The call to pcie_aspm_pm_state_change() in pci_set_low_power_state() was
restored by
f93e71aea6c6 ("Revert "PCI/ASPM: Remove
pcie_aspm_pm_state_change()""), which reverted
08d0cc5f3426 ("PCI/ASPM:
Remove pcie_aspm_pm_state_change()"). The revert was necessary because the
removal broke suspend/resume on certain platforms that required ASPM to be
reconfigured on D0 entry. However, the revert restored the call in both
pci_set_full_power_state() (D0 entry) and pci_set_low_power_state()
(low-power entry).
Only the D0-entry call is needed to fix the suspend/resume regression.
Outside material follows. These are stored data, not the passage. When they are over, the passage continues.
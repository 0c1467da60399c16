mod archives;
mod cli_options;
mod conflicts;
mod errors;
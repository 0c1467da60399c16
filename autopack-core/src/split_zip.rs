//! Multi-volume ("split") ZIP archives: `name.z01`, `name.z02`, ..., `name.zip`.

use std::path::{Path, PathBuf};

use crate::error::{Error, Result};
use crate::extension::{is_split_zip_extension, lowercase_extension};

/// Returns `true` if `path` has a split part extension (`.z01`..`.z99`).
pub fn is_split_zip_part(path: &Path) -> bool {
    lowercase_extension(path).is_some_and(|ext| is_split_zip_extension(&ext))
}

/// Returns `true` if `path` belongs to a split ZIP archive.
///
/// Any `.z##` part qualifies on its own; a `.zip` file qualifies when a
/// sibling with the same stem and a `.z01` extension exists.
pub fn is_split_zip(path: &Path) -> bool {
    if is_split_zip_part(path) {
        return true;
    }

    match lowercase_extension(path) {
        Some(ext) if ext == "zip" => path.with_extension("z01").exists(),
        _ => false,
    }
}

/// Locates the main `.zip` file for any part of a split archive.
///
/// # Errors
///
/// Returns [`Error::InvalidSource`] naming the expected main file when it
/// does not exist.
pub fn find_split_zip_main(any_part: &Path) -> Result<PathBuf> {
    let main = any_part.with_extension("zip");
    if main.exists() {
        return Ok(main);
    }

    Err(Error::InvalidSource {
        reason: Some(format!(
            "Main ZIP file not found for split archive. Expected: {}",
            main.display()
        )),
        path: main,
    })
}

#[cfg(test)]
mod tests {
    use std::fs;

    use super::*;

    #[test]
    fn part_extension_is_split() {
        assert!(is_split_zip_part(Path::new("data.z01")));
        assert!(is_split_zip_part(Path::new("DATA.Z12")));
        assert!(!is_split_zip_part(Path::new("data.zip")));
        assert!(is_split_zip(Path::new("nowhere/data.z03")));
    }

    #[test]
    fn zip_is_split_only_with_first_part_present() {
        let dir = tempfile::TempDir::new().unwrap();
        let zip = dir.path().join("data.zip");
        fs::write(&zip, b"PK\x03\x04").unwrap();
        assert!(!is_split_zip(&zip));

        fs::write(dir.path().join("data.z01"), b"part").unwrap();
        assert!(is_split_zip(&zip));
    }

    #[test]
    fn main_file_is_found_from_part() {
        let dir = tempfile::TempDir::new().unwrap();
        let part = dir.path().join("data.z01");
        let zip = dir.path().join("data.zip");
        fs::write(&part, b"part").unwrap();
        fs::write(&zip, b"main").unwrap();

        assert_eq!(find_split_zip_main(&part).unwrap(), zip);
        assert_eq!(find_split_zip_main(&zip).unwrap(), zip);
    }

    #[test]
    fn missing_main_file_names_expected_path() {
        let dir = tempfile::TempDir::new().unwrap();
        let part = dir.path().join("data.z01");
        fs::write(&part, b"part").unwrap();

        let err = find_split_zip_main(&part).unwrap_err();
        match err {
            Error::InvalidSource { path, reason } => {
                assert_eq!(path, dir.path().join("data.zip"));
                assert!(reason.unwrap().contains("data.zip"));
            }
            other => panic!("unexpected error: {other}"),
        }
    }
}
//! Cooperative scheduler: resumes every live task once per tick.

use std::io;
use std::thread;
use std::time::{Duration, Instant};

use tracing::{debug, info};

use crate::controls::read_controls;
use crate::display::Display;
use crate::tasks::{Step, Task};
use crate::world::World;

#[derive(Default)]
pub struct Scheduler {
    tasks: Vec<Box<dyn Task>>,
}

impl Scheduler {
    pub fn new() -> Self {
        Self::default()
    }

    pub fn spawn(&mut self, task: impl Task + 'static) {
        self.tasks.push(Box::new(task));
    }

    pub fn len(&self) -> usize {
        self.tasks.len()
    }

    pub fn is_empty(&self) -> bool {
        self.tasks.is_empty()
    }

    /// Names of live tasks, in resume order.
    pub fn names(&self) -> Vec<&'static str> {
        self.tasks.iter().map(|task| task.name()).collect()
    }

    /// Resume each live task once, in registration order, and reap the
    /// finished ones.  Tasks spawned during the sweep are parked in the
    /// world and join the set afterwards, so they first run next tick.
    pub fn tick(&mut self, world: &mut World) {
        self.tasks.retain_mut(|task| match task.step(world) {
            Step::Pending => true,
            Step::Done => {
                debug!(task = task.name(), "task finished");
                false
            }
        });
        self.tasks.extend(world.take_spawned());
    }

    /// Drive the game at a fixed `period` until the player quits.
    pub fn run<D: Display>(
        &mut self,
        world: &mut World,
        display: &mut D,
        period: Duration,
    ) -> io::Result<()> {
        loop {
            let tick_start = Instant::now();

            let controls = read_controls(display.pending_keys());
            if controls.quit {
                info!(year = world.clock.year(), "quit requested");
                return Ok(());
            }
            world.controls = controls;

            self.tick(world);

            world.canvas.draw_border();
            world.hud.draw_border();
            display.commit(&[&world.canvas, &world.hud])?;
            for _ in 0..world.take_beeps() {
                display.beep()?;
            }

            let elapsed = tick_start.elapsed();
            if elapsed < period {
                thread::sleep(period - elapsed);
            }
        }
    }
}
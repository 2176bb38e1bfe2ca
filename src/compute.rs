/// Pure motion and geometry helpers.
///
/// Nothing here touches the canvas or the task set; every function maps
/// numbers to numbers so the physics can be tested in isolation.

use crate::entities::BoundingBox;

// ── Motion tuning ─────────────────────────────────────────────────────────────

/// Fraction of speed kept from one tick to the next when coasting.
pub const FADING: f64 = 0.8;

/// Upper bound on speed along either axis, in cells per tick.
pub const SPEED_LIMIT: f64 = 2.0;

/// Speeds closer to zero than this snap to a standstill.
const SPEED_EPSILON: f64 = 0.1;

const ACCELERATION: f64 = 0.75;

// ── Cells ─────────────────────────────────────────────────────────────────────

/// Convert a fractional coordinate to a cell index.
///
/// Rounds half to even everywhere, so the ship, garbage and projectiles all
/// land on the same cell for the same coordinate.
pub fn to_cell(value: f64) -> i32 {
    value.round_ties_even() as i32
}

pub fn boxes_overlap(a: &BoundingBox, b: &BoundingBox) -> bool {
    a.top < b.top + b.height
        && b.top < a.top + a.height
        && a.left < b.left + b.width
        && b.left < a.left + a.width
}

pub fn point_inside(bounds: &BoundingBox, row: i32, column: i32) -> bool {
    (bounds.top..bounds.top + bounds.height).contains(&row)
        && (bounds.left..bounds.left + bounds.width).contains(&column)
}

// ── Ship physics ──────────────────────────────────────────────────────────────

/// Push `speed` one tick toward `limit` in the given direction.
///
/// A resting ship jerks off the line; one already near the limit gains
/// only a little more.
fn accelerate(speed: f64, limit: f64, forward: bool) -> f64 {
    let limit = limit.abs();
    let delta = (speed / limit).cos() * ACCELERATION;
    let speed = if forward { speed + delta } else { speed - delta };
    let speed = speed.clamp(-limit, limit);
    if speed.abs() < SPEED_EPSILON {
        0.0
    } else {
        speed
    }
}

/// Advance a row/column speed pair by one tick of input.
///
/// `rows_direction` and `columns_direction` are −1, 0 or 1.  Speed decays by
/// [`FADING`] every tick so the ship drifts to a stop once keys are released.
pub fn update_speed(
    row_speed: f64,
    column_speed: f64,
    rows_direction: i32,
    columns_direction: i32,
) -> (f64, f64) {
    let mut row_speed = row_speed * FADING;
    let mut column_speed = column_speed * FADING;

    if rows_direction != 0 {
        row_speed = accelerate(row_speed, SPEED_LIMIT, rows_direction > 0);
    }
    if columns_direction != 0 {
        column_speed = accelerate(column_speed, SPEED_LIMIT, columns_direction > 0);
    }
    (row_speed, column_speed)
}

/// Keep an object of `size` cells inside `border ..= max - size`, where
/// `max` is the last addressable index on that axis.
pub fn clamp_position(position: f64, size: usize, border: usize, max: usize) -> f64 {
    let low = border as f64;
    let high = (max as f64 - size as f64).max(low);
    position.clamp(low, high)
}
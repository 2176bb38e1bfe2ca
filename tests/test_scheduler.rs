mod common;

use std::cell::RefCell;
use std::rc::Rc;

use space_garbage::scheduler::Scheduler;
use space_garbage::tasks::{Idle, Step, Task};
use space_garbage::world::World;

use common::make_world;

type Log = Rc<RefCell<Vec<String>>>;

/// Records every resumption and finishes after `steps` of them.
struct Probe {
    label: &'static str,
    steps: u32,
    log: Log,
}

impl Task for Probe {
    fn name(&self) -> &'static str {
        self.label
    }

    fn step(&mut self, _world: &mut World) -> Step {
        self.log.borrow_mut().push(self.label.to_string());
        self.steps -= 1;
        if self.steps == 0 {
            Step::Done
        } else {
            Step::Pending
        }
    }
}

/// Spawns a child probe on its first step.
struct Parent {
    log: Log,
    spawned: bool,
}

impl Task for Parent {
    fn name(&self) -> &'static str {
        "parent"
    }

    fn step(&mut self, world: &mut World) -> Step {
        self.log.borrow_mut().push("parent".to_string());
        if !self.spawned {
            self.spawned = true;
            world.spawn(Probe { label: "child", steps: 2, log: self.log.clone() });
        }
        Step::Pending
    }
}

fn take(log: &Log) -> Vec<String> {
    std::mem::take(&mut *log.borrow_mut())
}

#[test]
fn tasks_resume_once_per_tick_in_registration_order() {
    let log: Log = Rc::default();
    let mut world = make_world(10, 10, 1957);
    let mut scheduler = Scheduler::new();
    for label in ["a", "b", "c"] {
        scheduler.spawn(Probe { label, steps: 10, log: log.clone() });
    }

    scheduler.tick(&mut world);
    assert_eq!(take(&log), ["a", "b", "c"]);
    scheduler.tick(&mut world);
    assert_eq!(take(&log), ["a", "b", "c"]);
}

#[test]
fn finished_tasks_are_reaped() {
    let log: Log = Rc::default();
    let mut world = make_world(10, 10, 1957);
    let mut scheduler = Scheduler::new();
    scheduler.spawn(Probe { label: "short", steps: 1, log: log.clone() });
    scheduler.spawn(Probe { label: "long", steps: 3, log: log.clone() });

    scheduler.tick(&mut world);
    assert_eq!(scheduler.names(), ["long"]);
    scheduler.tick(&mut world);
    scheduler.tick(&mut world);
    assert!(scheduler.is_empty());
    assert_eq!(take(&log), ["short", "long", "long", "long"]);
}

#[test]
fn tasks_spawned_mid_sweep_start_next_tick() {
    let log: Log = Rc::default();
    let mut world = make_world(10, 10, 1957);
    let mut scheduler = Scheduler::new();
    scheduler.spawn(Parent { log: log.clone(), spawned: false });
    scheduler.spawn(Probe { label: "sibling", steps: 10, log: log.clone() });

    scheduler.tick(&mut world);
    assert_eq!(take(&log), ["parent", "sibling"]);
    assert_eq!(scheduler.names(), ["parent", "sibling", "child"]);

    scheduler.tick(&mut world);
    assert_eq!(take(&log), ["parent", "sibling", "child"]);
    scheduler.tick(&mut world);
    assert_eq!(scheduler.names(), ["parent", "sibling"]);
}

#[test]
fn idle_spends_one_tick_per_call() {
    let mut idle = Idle::new(3);
    assert!(idle.wait());
    assert!(idle.wait());
    assert!(idle.wait());
    assert!(!idle.wait());
    assert!(!Idle::default().wait());
}
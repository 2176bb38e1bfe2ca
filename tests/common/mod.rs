#![allow(dead_code)]

use std::collections::BTreeMap;
use std::rc::Rc;

use rand::rngs::StdRng;
use rand::SeedableRng;

use space_garbage::assets::{Assets, Frame};
use space_garbage::canvas::Canvas;
use space_garbage::progression::GameClock;
use space_garbage::world::World;

pub const SHIP: &str = "###\n###\n###";
pub const GARBAGE: &str = "ooo\nooo\nooo";

pub fn frames(texts: &[&str]) -> Rc<[Frame]> {
    texts.iter().map(|text| Frame::from(*text)).collect()
}

pub fn test_assets() -> Assets {
    let mut garbage = BTreeMap::new();
    garbage.insert("box".to_string(), Frame::from(GARBAGE));
    Assets {
        rocket: frames(&[SHIP]),
        explosion: frames(&["*****\n*****", "* * *\n * * ", "  *  \n     "]),
        game_over: frames(&["GAME\nOVER"]),
        garbage,
    }
}

pub fn make_world(rows: usize, columns: usize, year: u32) -> World {
    World::new(
        Canvas::new(rows, columns),
        Canvas::new(3, columns).with_origin(rows as u16, 0),
        GameClock::new(year),
        test_assets(),
        StdRng::seed_from_u64(42),
    )
}

/// Every character currently on the play field.
pub fn field_text(world: &World) -> String {
    (0..world.canvas.rows())
        .map(|row| world.canvas.row(row).iter().map(|cell| cell.ch).collect::<String>())
        .collect::<Vec<_>>()
        .join("\n")
}

pub fn names(tasks: &[Box<dyn space_garbage::tasks::Task>]) -> Vec<&'static str> {
    tasks.iter().map(|task| task.name()).collect()
}
use tracing::debug;

use crate::canvas::Attr;
use crate::compute::to_cell;
use crate::tasks::{Explosion, Step, Task};
use crate::world::World;

#[derive(Clone, Copy, Debug, PartialEq, Eq)]
enum Stage {
    Spark,
    Flash,
    Flight,
}

/// A projectile: short muzzle flash, then a straight flight until it hits
/// garbage or leaves the play field.
pub struct Fire {
    row: f64,
    column: f64,
    rows_speed: f64,
    columns_speed: f64,
    stage: Stage,
    drawn: Option<(i32, i32)>,
}

impl Fire {
    /// Straight up, one row per tick.
    pub fn new(row: f64, column: f64) -> Self {
        Self::with_speed(row, column, -1.0, 0.0)
    }

    pub fn with_speed(row: f64, column: f64, rows_speed: f64, columns_speed: f64) -> Self {
        Self {
            row,
            column,
            rows_speed,
            columns_speed,
            stage: Stage::Spark,
            drawn: None,
        }
    }

    pub fn position(&self) -> (f64, f64) {
        (self.row, self.column)
    }

    fn symbol(&self) -> char {
        if self.columns_speed != 0.0 {
            '-'
        } else {
            '|'
        }
    }

    /// Mark whatever garbage covers the projectile's cell and blow it up.
    /// Returns `true` on a hit.
    fn strike(&self, world: &mut World) -> bool {
        let (row, column) = (to_cell(self.row), to_cell(self.column));
        let Some(id) = world.obstacles.find_hit(row, column) else {
            return false;
        };
        debug!(?id, row, column, "projectile hit");
        let center = world.obstacles.get(id).map(|o| o.bounding_box().center());
        world.obstacles.mark_collided(id);
        if let Some((center_row, center_column)) = center {
            world.spawn(Explosion::new(center_row, center_column));
        }
        true
    }

    fn show(&mut self, world: &mut World, symbol: char) {
        let (row, column) = (to_cell(self.row), to_cell(self.column));
        world.canvas.put(row, column, symbol, Attr::Normal);
        self.drawn = Some((row, column));
    }
}

impl Task for Fire {
    fn name(&self) -> &'static str {
        "fire"
    }

    fn step(&mut self, world: &mut World) -> Step {
        if let Some((row, column)) = self.drawn.take() {
            world.canvas.put(row, column, ' ', Attr::Normal);
        }

        // Garbage may have fallen onto the projectile since its last step.
        if self.strike(world) {
            return Step::Done;
        }

        match self.stage {
            Stage::Spark => {
                world.beep();
                self.show(world, '*');
                self.stage = Stage::Flash;
                Step::Pending
            }
            Stage::Flash => {
                self.show(world, 'O');
                self.stage = Stage::Flight;
                Step::Pending
            }
            Stage::Flight => {
                self.row += self.rows_speed;
                self.column += self.columns_speed;

                let (row, column) = (to_cell(self.row), to_cell(self.column));
                let (max_row, max_column) =
                    (world.canvas.max_row() as i32, world.canvas.max_column() as i32);
                if !(0 < row && row < max_row && 0 < column && column < max_column) {
                    return Step::Done;
                }
                if self.strike(world) {
                    return Step::Done;
                }

                let symbol = self.symbol();
                self.show(world, symbol);
                Step::Pending
            }
        }
    }
}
The
low-power-entry call is harmful: reconfiguring ASPM immediately after
putting a device into D3hot can enable link substates that the device or
platform cannot exit while the device is sleeping.
Remove the pcie_aspm_pm_state_change() call from pci_set_low_power_state().
ASPM will still be reconfigured correctly when the device returns to D0 via
pci_set_full_power_state().
Fixes: f93e71aea6c6 ("Revert "PCI/ASPM: Remove pcie_aspm_pm_state_change()"")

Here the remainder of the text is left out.